§ Provided information
- Opening Delimiter -
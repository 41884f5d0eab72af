//! Class schedule route handlers.

use axum::{
    Json, Router,
    extract::{Path, State},
    http::StatusCode,
    routing::get,
};
use tracing::instrument;

use brightclass_core::ScheduleId;

use crate::db::ScheduleRepository;
use crate::error::{AppError, Result};
use crate::models::{ClassSchedule, NewSchedule, ScheduleUpdate};
use crate::state::AppState;

const WEEKDAYS: &[&str] = &[
    "monday",
    "tuesday",
    "wednesday",
    "thursday",
    "friday",
    "saturday",
    "sunday",
];

/// Build the schedules router.
pub fn router() -> Router<AppState> {
    Router::new()
        .route("/api/schedules", get(list).post(create))
        .route(
            "/api/schedules/{id}",
            get(show).patch(update).delete(destroy),
        )
}

/// GET /api/schedules
#[instrument(skip(state))]
async fn list(State(state): State<AppState>) -> Result<Json<Vec<ClassSchedule>>> {
    let schedules = ScheduleRepository::new(state.pool()).list().await?;
    Ok(Json(schedules))
}

/// GET /api/schedules/{id}
#[instrument(skip(state))]
async fn show(
    State(state): State<AppState>,
    Path(id): Path<ScheduleId>,
) -> Result<Json<ClassSchedule>> {
    ScheduleRepository::new(state.pool())
        .get(id)
        .await?
        .map(Json)
        .ok_or_else(|| AppError::NotFound("schedule".to_owned()))
}

/// POST /api/schedules
#[instrument(skip(state, new), fields(staff_id = %new.staff_id))]
async fn create(
    State(state): State<AppState>,
    Json(new): Json<NewSchedule>,
) -> Result<(StatusCode, Json<ClassSchedule>)> {
    validate_day_of_week(&new.day_of_week)?;
    if let Some(lead) = new.reminder_time
        && lead <= 0
    {
        return Err(AppError::InvalidInput(
            "reminder_time must be positive".to_owned(),
        ));
    }

    let schedule = ScheduleRepository::new(state.pool()).create(&new).await?;
    Ok((StatusCode::CREATED, Json(schedule)))
}

/// PATCH /api/schedules/{id}
#[instrument(skip(state, update))]
async fn update(
    State(state): State<AppState>,
    Path(id): Path<ScheduleId>,
    Json(update): Json<ScheduleUpdate>,
) -> Result<Json<ClassSchedule>> {
    if let Some(day) = update.day_of_week.as_deref() {
        validate_day_of_week(day)?;
    }
    if let Some(lead) = update.reminder_time
        && lead <= 0
    {
        return Err(AppError::InvalidInput(
            "reminder_time must be positive".to_owned(),
        ));
    }

    let schedule = ScheduleRepository::new(state.pool())
        .update(id, &update)
        .await?;
    Ok(Json(schedule))
}

/// DELETE /api/schedules/{id}
#[instrument(skip(state))]
async fn destroy(State(state): State<AppState>, Path(id): Path<ScheduleId>) -> Result<StatusCode> {
    let deleted = ScheduleRepository::new(state.pool()).delete(id).await?;
    if !deleted {
        return Err(AppError::NotFound("schedule".to_owned()));
    }
    Ok(StatusCode::NO_CONTENT)
}

fn validate_day_of_week(day: &str) -> Result<()> {
    if WEEKDAYS.contains(&day) {
        Ok(())
    } else {
        Err(AppError::InvalidInput(format!(
            "day_of_week must be a lowercase weekday name, got '{day}'"
        )))
    }
}

#[cfg(test)]
mod tests {
    use super::*;

    #[test]
    fn test_validate_day_of_week() {
        assert!(validate_day_of_week("monday").is_ok());
        assert!(validate_day_of_week("sunday").is_ok());
        assert!(validate_day_of_week("Monday").is_err());
        assert!(validate_day_of_week("someday").is_err());
    }
}
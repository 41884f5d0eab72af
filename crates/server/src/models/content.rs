//! Public-site content entities and their typed mutation payloads.

use chrono::{DateTime, Utc};
use rust_decimal::Decimal;
use serde::{Deserialize, Serialize};

use brightclass_core::{
    BlogPostId, BlogStatus, CourseId, CourseStatus, GalleryImageId, GalleryStatus, PortfolioItemId,
    PortfolioStatus, RegistrationId, RegistrationStatus, TestimonialId, TestimonialStatus,
};

// =============================================================================
// Blog
// =============================================================================

/// A blog post.
#[derive(Debug, Clone, Serialize)]
pub struct BlogPost {
    pub id: BlogPostId,
    pub title: String,
    pub slug: String,
    pub excerpt: String,
    pub body: String,
    pub cover_image_url: Option<String>,
    pub category: Option<String>,
    pub status: BlogStatus,
    /// Stamped exactly once, when the post first transitions to `published`.
    pub published_at: Option<DateTime<Utc>>,
    pub created_at: DateTime<Utc>,
    pub updated_at: DateTime<Utc>,
}

/// Create payload for a blog post.
#[derive(Debug, Clone, Deserialize)]
pub struct NewBlogPost {
    pub title: String,
    pub slug: String,
    #[serde(default)]
    pub excerpt: String,
    pub body: String,
    pub cover_image_url: Option<String>,
    pub category: Option<String>,
    pub status: Option<BlogStatus>,
}

/// Partial update payload for a blog post.
#[derive(Debug, Clone, Default, Deserialize)]
pub struct BlogPostUpdate {
    pub title: Option<String>,
    pub slug: Option<String>,
    pub excerpt: Option<String>,
    pub body: Option<String>,
    pub cover_image_url: Option<String>,
    pub category: Option<String>,
    pub status: Option<BlogStatus>,
}

/// Decide the `published_at` value to store for a blog post update.
///
/// The timestamp is written exactly once: when the effective status is
/// `published` and no timestamp exists yet. It is never cleared or
/// rewritten by later updates.
#[must_use]
pub fn stamp_published_at(
    effective_status: BlogStatus,
    existing: Option<DateTime<Utc>>,
    now: DateTime<Utc>,
) -> Option<DateTime<Utc>> {
    match (effective_status, existing) {
        (BlogStatus::Published, None) => Some(now),
        (_, existing) => existing,
    }
}

// =============================================================================
// Courses
// =============================================================================

/// A course offering.
#[derive(Debug, Clone, Serialize)]
pub struct Course {
    pub id: CourseId,
    pub title: String,
    pub slug: String,
    pub description: String,
    pub price: Decimal,
    pub duration_weeks: i32,
    pub level: String,
    pub status: CourseStatus,
    pub created_at: DateTime<Utc>,
    pub updated_at: DateTime<Utc>,
}

/// Create payload for a course.
#[derive(Debug, Clone, Deserialize)]
pub struct NewCourse {
    pub title: String,
    pub slug: String,
    pub description: String,
    pub price: Decimal,
    pub duration_weeks: i32,
    pub level: String,
    pub status: Option<CourseStatus>,
}

/// Partial update payload for a course.
#[derive(Debug, Clone, Default, Deserialize)]
pub struct CourseUpdate {
    pub title: Option<String>,
    pub slug: Option<String>,
    pub description: Option<String>,
    pub price: Option<Decimal>,
    pub duration_weeks: Option<i32>,
    pub level: Option<String>,
    pub status: Option<CourseStatus>,
}

// =============================================================================
// Gallery
// =============================================================================

/// An image in the public gallery.
#[derive(Debug, Clone, Serialize)]
pub struct GalleryImage {
    pub id: GalleryImageId,
    pub title: String,
    pub image_url: String,
    pub caption: Option<String>,
    pub status: GalleryStatus,
    pub created_at: DateTime<Utc>,
    pub updated_at: DateTime<Utc>,
}

/// Create payload for a gallery image.
#[derive(Debug, Clone, Deserialize)]
pub struct NewGalleryImage {
    pub title: String,
    pub image_url: String,
    pub caption: Option<String>,
    pub status: Option<GalleryStatus>,
}

/// Partial update payload for a gallery image.
#[derive(Debug, Clone, Default, Deserialize)]
pub struct GalleryImageUpdate {
    pub title: Option<String>,
    pub image_url: Option<String>,
    pub caption: Option<String>,
    pub status: Option<GalleryStatus>,
}

// =============================================================================
// Portfolio
// =============================================================================

/// A portfolio entry (past engagement or project).
#[derive(Debug, Clone, Serialize)]
pub struct PortfolioItem {
    pub id: PortfolioItemId,
    pub title: String,
    pub summary: String,
    pub image_url: Option<String>,
    pub client_name: Option<String>,
    pub status: PortfolioStatus,
    pub created_at: DateTime<Utc>,
    pub updated_at: DateTime<Utc>,
}

/// Create payload for a portfolio item.
#[derive(Debug, Clone, Deserialize)]
pub struct NewPortfolioItem {
    pub title: String,
    pub summary: String,
    pub image_url: Option<String>,
    pub client_name: Option<String>,
    pub status: Option<PortfolioStatus>,
}

/// Partial update payload for a portfolio item.
#[derive(Debug, Clone, Default, Deserialize)]
pub struct PortfolioItemUpdate {
    pub title: Option<String>,
    pub summary: Option<String>,
    pub image_url: Option<String>,
    pub client_name: Option<String>,
    pub status: Option<PortfolioStatus>,
}

// =============================================================================
// Testimonials
// =============================================================================

/// A testimonial awaiting moderation or published on the site.
#[derive(Debug, Clone, Serialize)]
pub struct Testimonial {
    pub id: TestimonialId,
    pub author_name: String,
    pub author_role: Option<String>,
    pub quote: String,
    pub rating: Option<i32>,
    pub status: TestimonialStatus,
    pub created_at: DateTime<Utc>,
    pub updated_at: DateTime<Utc>,
}

/// Create payload for a testimonial.
#[derive(Debug, Clone, Deserialize)]
pub struct NewTestimonial {
    pub author_name: String,
    pub author_role: Option<String>,
    pub quote: String,
    pub rating: Option<i32>,
    pub status: Option<TestimonialStatus>,
}

/// Partial update payload for a testimonial.
#[derive(Debug, Clone, Default, Deserialize)]
pub struct TestimonialUpdate {
    pub author_name: Option<String>,
    pub author_role: Option<String>,
    pub quote: Option<String>,
    pub rating: Option<i32>,
    pub status: Option<TestimonialStatus>,
}

// =============================================================================
// Registrations
// =============================================================================

/// A course-interest registration submitted from the public site.
#[derive(Debug, Clone, Serialize)]
pub struct Registration {
    pub id: RegistrationId,
    pub course_id: Option<CourseId>,
    pub student_name: String,
    pub guardian_name: Option<String>,
    pub guardian_phone: Option<String>,
    pub email: String,
    pub message: Option<String>,
    pub status: RegistrationStatus,
    pub created_at: DateTime<Utc>,
    pub updated_at: DateTime<Utc>,
}

/// Create payload for a registration.
#[derive(Debug, Clone, Deserialize)]
pub struct NewRegistration {
    pub course_id: Option<CourseId>,
    pub student_name: String,
    pub guardian_name: Option<String>,
    pub guardian_phone: Option<String>,
    pub email: String,
    pub message: Option<String>,
}

/// Partial update payload for a registration (follow-up state).
#[derive(Debug, Clone, Default, Deserialize)]
pub struct RegistrationUpdate {
    pub student_name: Option<String>,
    pub guardian_name: Option<String>,
    pub guardian_phone: Option<String>,
    pub message: Option<String>,
    pub status: Option<RegistrationStatus>,
}

#[cfg(test)]
#[allow(clippy::unwrap_used)]
mod tests {
    use chrono::Duration;

    use super::*;

    #[test]
    fn test_published_at_stamped_on_first_publish() {
        let now = Utc::now();
        let stamped = stamp_published_at(BlogStatus::Published, None, now);
        assert_eq!(stamped, Some(now));
    }

    #[test]
    fn test_published_at_not_rewritten_when_already_set() {
        let first = Utc::now() - Duration::days(3);
        let now = Utc::now();
        let stamped = stamp_published_at(BlogStatus::Published, Some(first), now);
        assert_eq!(stamped, Some(first));
    }

    #[test]
    fn test_published_at_untouched_for_drafts() {
        let now = Utc::now();
        assert_eq!(stamp_published_at(BlogStatus::Draft, None, now), None);

        // Archiving a previously published post keeps the original stamp
        let first = now - Duration::days(1);
        assert_eq!(
            stamp_published_at(BlogStatus::Archived, Some(first), now),
            Some(first)
        );
    }
}
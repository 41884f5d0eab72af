//! Class reminder scan.
//!
//! Triggered by an external scheduler (the job never schedules itself).
//! Each invocation joins today's active, reminder-enabled schedules against
//! the current local time and dispatches chat messages to the student's
//! guardian and the staff member inside the lead window.
//!
//! De-duplication is a 15-minute band below the lead window, sized for a
//! ~10-minute trigger cadence; there is no persisted "sent" marker, so an
//! irregular cadence can double-send or miss a window entirely.

use chrono::{DateTime, Datelike, Duration, NaiveTime, Timelike, Utc, Weekday};
use serde::Serialize;
use sqlx::PgPool;

use brightclass_core::{Phone, ScheduleId};

use crate::config::ReminderConfig;
use crate::db::{RepositoryError, ScheduleRepository};
use crate::models::ReminderCandidate;
use crate::services::messaging::MessagingClient;

/// Width of the de-duplication band, in minutes.
const DEDUP_BAND_MINUTES: i64 = 15;

/// Result of one reminder scan.
#[derive(Debug, Serialize)]
pub struct ReminderOutcome {
    /// Number of sends attempted (successful or failed).
    pub processed: usize,
    /// Per-recipient outcomes for schedules inside the window.
    pub details: Vec<ReminderDetail>,
}

/// Outcome of one dispatch attempt.
#[derive(Debug, Serialize)]
pub struct ReminderDetail {
    pub schedule_id: ScheduleId,
    /// `guardian` or `staff`.
    pub recipient: &'static str,
    /// Normalized destination, when one could be derived.
    pub to: Option<String>,
    /// `sent`, `failed`, or `skipped`.
    pub outcome: &'static str,
    /// Failure or skip reason.
    #[serde(skip_serializing_if = "Option::is_none")]
    pub reason: Option<String>,
}

/// One reminder scan invocation.
pub struct ReminderJob<'a> {
    pool: &'a PgPool,
    messaging: &'a MessagingClient,
    config: &'a ReminderConfig,
}

impl<'a> ReminderJob<'a> {
    /// Create a reminder job.
    #[must_use]
    pub const fn new(
        pool: &'a PgPool,
        messaging: &'a MessagingClient,
        config: &'a ReminderConfig,
    ) -> Self {
        Self {
            pool,
            messaging,
            config,
        }
    }

    /// Run one scan at `now`.
    ///
    /// A failed send never aborts the sweep - every in-window recipient is
    /// attempted and the outcome aggregated.
    ///
    /// # Errors
    ///
    /// Returns `RepositoryError` only when the schedule query itself fails.
    pub async fn run(&self, now: DateTime<Utc>) -> Result<ReminderOutcome, RepositoryError> {
        let (weekday, now_minutes) = local_day_and_minutes(now, self.config.utc_offset_minutes);

        let candidates = ScheduleRepository::new(self.pool).due_on(weekday).await?;

        let mut details = Vec::new();
        for candidate in &candidates {
            let minutes_until = minutes_since_midnight(candidate.start_time) - now_minutes;

            if !in_window(minutes_until, i64::from(candidate.reminder_time)) {
                continue;
            }

            let start = candidate.start_time.format("%H:%M").to_string();

            let guardian_body = format!(
                "Hello! {}'s {} class starts at {start} ({minutes_until} minutes from now). \
                 Please help them get ready.",
                candidate.student_name, candidate.subject
            );
            details.push(
                self.dispatch(
                    candidate,
                    "guardian",
                    Some(&candidate.guardian_phone),
                    &guardian_body,
                )
                .await,
            );

            let staff_body = format!(
                "Reminder: your {} class with {} starts at {start} ({minutes_until} minutes \
                 from now).",
                candidate.subject, candidate.student_name
            );
            details.push(
                self.dispatch(
                    candidate,
                    "staff",
                    candidate.staff_phone.as_deref(),
                    &staff_body,
                )
                .await,
            );
        }

        let processed = details
            .iter()
            .filter(|d| d.outcome == "sent" || d.outcome == "failed")
            .count();

        tracing::info!(
            weekday,
            schedules = candidates.len(),
            processed,
            "Reminder scan complete"
        );

        Ok(ReminderOutcome { processed, details })
    }

    /// Normalize the recipient phone and attempt one send.
    async fn dispatch(
        &self,
        candidate: &ReminderCandidate,
        recipient: &'static str,
        raw_phone: Option<&str>,
        body: &str,
    ) -> ReminderDetail {
        let Some(raw) = raw_phone else {
            return ReminderDetail {
                schedule_id: candidate.schedule_id,
                recipient,
                to: None,
                outcome: "skipped",
                reason: Some("no phone number on file".to_owned()),
            };
        };

        let phone = match Phone::normalize(raw, &self.config.country_code) {
            Ok(phone) => phone,
            Err(e) => {
                tracing::warn!(
                    schedule_id = %candidate.schedule_id,
                    recipient,
                    error = %e,
                    "Skipping reminder for unusable phone number"
                );
                return ReminderDetail {
                    schedule_id: candidate.schedule_id,
                    recipient,
                    to: None,
                    outcome: "skipped",
                    reason: Some(e.to_string()),
                };
            }
        };

        match self.messaging.send_text(&phone, body).await {
            Ok(()) => ReminderDetail {
                schedule_id: candidate.schedule_id,
                recipient,
                to: Some(phone.as_str().to_owned()),
                outcome: "sent",
                reason: None,
            },
            Err(e) => {
                tracing::warn!(
                    schedule_id = %candidate.schedule_id,
                    recipient,
                    error = %e,
                    "Reminder send failed"
                );
                ReminderDetail {
                    schedule_id: candidate.schedule_id,
                    recipient,
                    to: Some(phone.as_str().to_owned()),
                    outcome: "failed",
                    reason: Some(e.to_string()),
                }
            }
        }
    }
}

/// The dispatch window: strictly before class start, within the lead
/// window, and above the de-duplication floor.
#[must_use]
pub(crate) const fn in_window(minutes_until: i64, lead: i64) -> bool {
    minutes_until > 0 && minutes_until <= lead && minutes_until > lead - DEDUP_BAND_MINUTES
}

/// Minutes since local midnight for a wall-clock time.
pub(crate) fn minutes_since_midnight(t: NaiveTime) -> i64 {
    i64::from(t.hour()) * 60 + i64::from(t.minute())
}

/// Local weekday name and minutes-since-midnight for an instant, given the
/// configured UTC offset.
pub(crate) fn local_day_and_minutes(now: DateTime<Utc>, offset_minutes: i32) -> (&'static str, i64) {
    let local = now + Duration::minutes(i64::from(offset_minutes));
    (
        weekday_name(local.weekday()),
        minutes_since_midnight(local.time()),
    )
}

/// Lowercase weekday name matching the `class_schedule.day_of_week` column.
const fn weekday_name(weekday: Weekday) -> &'static str {
    match weekday {
        Weekday::Mon => "monday",
        Weekday::Tue => "tuesday",
        Weekday::Wed => "wednesday",
        Weekday::Thu => "thursday",
        Weekday::Fri => "friday",
        Weekday::Sat => "saturday",
        Weekday::Sun => "sunday",
    }
}

#[cfg(test)]
#[allow(clippy::unwrap_used)]
mod tests {
    use chrono::TimeZone;

    use super::*;

    #[test]
    fn test_window_with_default_lead() {
        // lead 30, band floor at 15
        assert!(in_window(22, 30));
        assert!(!in_window(40, 30));
        assert!(!in_window(5, 30));
    }

    #[test]
    fn test_window_boundaries() {
        assert!(!in_window(15, 30)); // exactly on the floor -> no dispatch
        assert!(in_window(16, 30)); // just above the floor
        assert!(in_window(30, 30)); // exactly the lead
        assert!(!in_window(31, 30)); // past the lead
    }

    #[test]
    fn test_window_never_fires_after_start() {
        assert!(!in_window(0, 30));
        assert!(!in_window(-10, 30));
    }

    #[test]
    fn test_window_with_short_lead() {
        // A 10-minute lead sits entirely inside the de-dup band
        assert!(in_window(1, 10));
        assert!(in_window(10, 10));
        assert!(!in_window(11, 10));
    }

    #[test]
    fn test_minutes_since_midnight() {
        assert_eq!(
            minutes_since_midnight(NaiveTime::from_hms_opt(0, 0, 0).unwrap()),
            0
        );
        assert_eq!(
            minutes_since_midnight(NaiveTime::from_hms_opt(14, 30, 59).unwrap()),
            870
        );
    }

    #[test]
    fn test_local_day_and_minutes_applies_offset() {
        // 2026-08-03 is a Monday; 09:00 UTC + 60 min offset = 10:00 local
        let now = Utc.with_ymd_and_hms(2026, 8, 3, 9, 0, 0).unwrap();
        assert_eq!(now.weekday(), Weekday::Mon);

        let (day, minutes) = local_day_and_minutes(now, 60);
        assert_eq!(day, "monday");
        assert_eq!(minutes, 600);
    }

    #[test]
    fn test_local_day_rolls_over_midnight() {
        // Sunday 23:30 UTC + 60 min = Monday 00:30 local
        let now = Utc.with_ymd_and_hms(2026, 8, 2, 23, 30, 0).unwrap();
        assert_eq!(now.weekday(), Weekday::Sun);

        let (day, minutes) = local_day_and_minutes(now, 60);
        assert_eq!(day, "monday");
        assert_eq!(minutes, 30);
    }

    #[test]
    fn test_weekday_names_match_schema_values() {
        assert_eq!(weekday_name(Weekday::Mon), "monday");
        assert_eq!(weekday_name(Weekday::Sun), "sunday");
    }
}
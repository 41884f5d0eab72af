//! Blog post route handlers.

use axum::{
    Json, Router,
    extract::{Path, Query, State},
    http::StatusCode,
    routing::get,
};
use serde::Deserialize;
use tracing::instrument;

use brightclass_core::{BlogPostId, BlogStatus};

use crate::db::BlogPostRepository;
use crate::error::{AppError, Result};
use crate::models::content::{BlogPost, BlogPostUpdate, NewBlogPost};
use crate::state::AppState;

/// Build the blog router.
pub fn router() -> Router<AppState> {
    Router::new()
        .route("/api/blog", get(list).post(create))
        .route("/api/blog/{id}", get(show).patch(update).delete(destroy))
}

/// List filters.
#[derive(Debug, Deserialize)]
pub struct ListQuery {
    pub status: Option<BlogStatus>,
    pub category: Option<String>,
}

/// GET /api/blog
#[instrument(skip(state))]
async fn list(
    State(state): State<AppState>,
    Query(query): Query<ListQuery>,
) -> Result<Json<Vec<BlogPost>>> {
    let posts = BlogPostRepository::new(state.pool())
        .list(query.status, query.category.as_deref())
        .await?;
    Ok(Json(posts))
}

/// GET /api/blog/{id}
#[instrument(skip(state))]
async fn show(State(state): State<AppState>, Path(id): Path<BlogPostId>) -> Result<Json<BlogPost>> {
    BlogPostRepository::new(state.pool())
        .get(id)
        .await?
        .map(Json)
        .ok_or_else(|| AppError::NotFound("blog post".to_owned()))
}

/// POST /api/blog
#[instrument(skip(state, new), fields(slug = %new.slug))]
async fn create(
    State(state): State<AppState>,
    Json(new): Json<NewBlogPost>,
) -> Result<(StatusCode, Json<BlogPost>)> {
    if new.title.trim().is_empty() || new.slug.trim().is_empty() {
        return Err(AppError::InvalidInput(
            "title and slug are required".to_owned(),
        ));
    }

    let post = BlogPostRepository::new(state.pool()).create(&new).await?;
    Ok((StatusCode::CREATED, Json(post)))
}

/// PATCH /api/blog/{id}
#[instrument(skip(state, update))]
async fn update(
    State(state): State<AppState>,
    Path(id): Path<BlogPostId>,
    Json(update): Json<BlogPostUpdate>,
) -> Result<Json<BlogPost>> {
    let post = BlogPostRepository::new(state.pool())
        .update(id, &update)
        .await?;
    Ok(Json(post))
}

/// DELETE /api/blog/{id}
#[instrument(skip(state))]
async fn destroy(State(state): State<AppState>, Path(id): Path<BlogPostId>) -> Result<StatusCode> {
    let deleted = BlogPostRepository::new(state.pool()).delete(id).await?;
    if !deleted {
        return Err(AppError::NotFound("blog post".to_owned()));
    }
    Ok(StatusCode::NO_CONTENT)
}
//! Course registration repository.

use chrono::{DateTime, Utc};
use sqlx::PgPool;

use brightclass_core::{CourseId, RegistrationId, RegistrationStatus};

use super::RepositoryError;
use crate::models::content::{NewRegistration, Registration, RegistrationUpdate};

#[derive(Debug, sqlx::FromRow)]
struct RegistrationRow {
    id: i32,
    course_id: Option<i32>,
    student_name: String,
    guardian_name: Option<String>,
    guardian_phone: Option<String>,
    email: String,
    message: Option<String>,
    status: String,
    created_at: DateTime<Utc>,
    updated_at: DateTime<Utc>,
}

impl TryFrom<RegistrationRow> for Registration {
    type Error = RepositoryError;

    fn try_from(row: RegistrationRow) -> Result<Self, Self::Error> {
        let status: RegistrationStatus = row
            .status
            .parse()
            .map_err(|e| RepositoryError::DataCorruption(format!("invalid status: {e}")))?;

        Ok(Self {
            id: RegistrationId::new(row.id),
            course_id: row.course_id.map(CourseId::new),
            student_name: row.student_name,
            guardian_name: row.guardian_name,
            guardian_phone: row.guardian_phone,
            email: row.email,
            message: row.message,
            status,
            created_at: row.created_at,
            updated_at: row.updated_at,
        })
    }
}

const COLUMNS: &str = "id, course_id, student_name, guardian_name, guardian_phone, email, \
                       message, status, created_at, updated_at";

/// Repository for registration database operations.
pub struct RegistrationRepository<'a> {
    pool: &'a PgPool,
}

impl<'a> RegistrationRepository<'a> {
    /// Create a new registration repository.
    #[must_use]
    pub const fn new(pool: &'a PgPool) -> Self {
        Self { pool }
    }

    /// List registrations, newest first, optionally filtered by status.
    ///
    /// # Errors
    ///
    /// Returns `RepositoryError::Database` if the query fails.
    pub async fn list(
        &self,
        status: Option<RegistrationStatus>,
    ) -> Result<Vec<Registration>, RepositoryError> {
        let rows: Vec<RegistrationRow> = sqlx::query_as(&format!(
            "SELECT {COLUMNS} FROM registration \
             WHERE ($1::text IS NULL OR status = $1) \
             ORDER BY created_at DESC"
        ))
        .bind(status.map(|s| s.as_str()))
        .fetch_all(self.pool)
        .await?;

        rows.into_iter().map(TryInto::try_into).collect()
    }

    /// Get a registration by its ID.
    ///
    /// # Errors
    ///
    /// Returns `RepositoryError::Database` if the query fails.
    pub async fn get(&self, id: RegistrationId) -> Result<Option<Registration>, RepositoryError> {
        let row: Option<RegistrationRow> =
            sqlx::query_as(&format!("SELECT {COLUMNS} FROM registration WHERE id = $1"))
                .bind(id.as_i32())
                .fetch_optional(self.pool)
                .await?;

        row.map(TryInto::try_into).transpose()
    }

    /// Create a registration (public form submission, state `new`).
    ///
    /// # Errors
    ///
    /// Returns `RepositoryError::Database` if the query fails.
    pub async fn create(&self, new: &NewRegistration) -> Result<Registration, RepositoryError> {
        let row: RegistrationRow = sqlx::query_as(&format!(
            "INSERT INTO registration \
                 (course_id, student_name, guardian_name, guardian_phone, email, message) \
             VALUES ($1, $2, $3, $4, $5, $6) \
             RETURNING {COLUMNS}"
        ))
        .bind(new.course_id.map(|id| id.as_i32()))
        .bind(&new.student_name)
        .bind(new.guardian_name.as_deref())
        .bind(new.guardian_phone.as_deref())
        .bind(&new.email)
        .bind(new.message.as_deref())
        .fetch_one(self.pool)
        .await?;

        row.try_into()
    }

    /// Apply a partial update (follow-up tracking).
    ///
    /// # Errors
    ///
    /// Returns `RepositoryError::NotFound` if the registration doesn't exist.
    /// Returns `RepositoryError::Database` for other database errors.
    pub async fn update(
        &self,
        id: RegistrationId,
        update: &RegistrationUpdate,
    ) -> Result<Registration, RepositoryError> {
        let row: Option<RegistrationRow> = sqlx::query_as(&format!(
            "UPDATE registration SET \
                 student_name = COALESCE($2, student_name), \
                 guardian_name = COALESCE($3, guardian_name), \
                 guardian_phone = COALESCE($4, guardian_phone), \
                 message = COALESCE($5, message), \
                 status = COALESCE($6, status), \
                 updated_at = NOW() \
             WHERE id = $1 \
             RETURNING {COLUMNS}"
        ))
        .bind(id.as_i32())
        .bind(update.student_name.as_deref())
        .bind(update.guardian_name.as_deref())
        .bind(update.guardian_phone.as_deref())
        .bind(update.message.as_deref())
        .bind(update.status.map(|s| s.as_str()))
        .fetch_optional(self.pool)
        .await?;

        row.ok_or(RepositoryError::NotFound)?.try_into()
    }

    /// Delete a registration.
    ///
    /// # Returns
    ///
    /// Returns `true` if the registration was deleted, `false` if it didn't
    /// exist.
    ///
    /// # Errors
    ///
    /// Returns `RepositoryError::Database` if the query fails.
    pub async fn delete(&self, id: RegistrationId) -> Result<bool, RepositoryError> {
        let result = sqlx::query("DELETE FROM registration WHERE id = $1")
            .bind(id.as_i32())
            .execute(self.pool)
            .await?;

        Ok(result.rows_affected() > 0)
    }
}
- Closing Delimiter -
§ Work instructions
Reproduce only the lines above spanning from the line containing "update payload for a course." through the line containing "update payload for a gallery image.", word for word.

§ Solution
/// Partial update payload for a course.
#[derive(Debug, Clone, Default, Deserialize)]
pub struct CourseUpdate {
    pub title: Option<String>,
    pub slug: Option<String>,
    pub description: Option<String>,
    pub price: Option<Decimal>,
    pub duration_weeks: Option<i32>,
    pub level: Option<String>,
    pub status: Option<CourseStatus>,
}

// =============================================================================
// Gallery
// =============================================================================

/// An image in the public gallery.
#[derive(Debug, Clone, Serialize)]
pub struct GalleryImage {
    pub id: GalleryImageId,
    pub title: String,
    pub image_url: String,
    pub caption: Option<String>,
    pub status: GalleryStatus,
    pub created_at: DateTime<Utc>,
    pub updated_at: DateTime<Utc>,
}

/// Create payload for a gallery image.
#[derive(Debug, Clone, Deserialize)]
pub struct NewGalleryImage {
    pub title: String,
    pub image_url: String,
    pub caption: Option<String>,
    pub status: Option<GalleryStatus>,
}

/// Partial update payload for a gallery image.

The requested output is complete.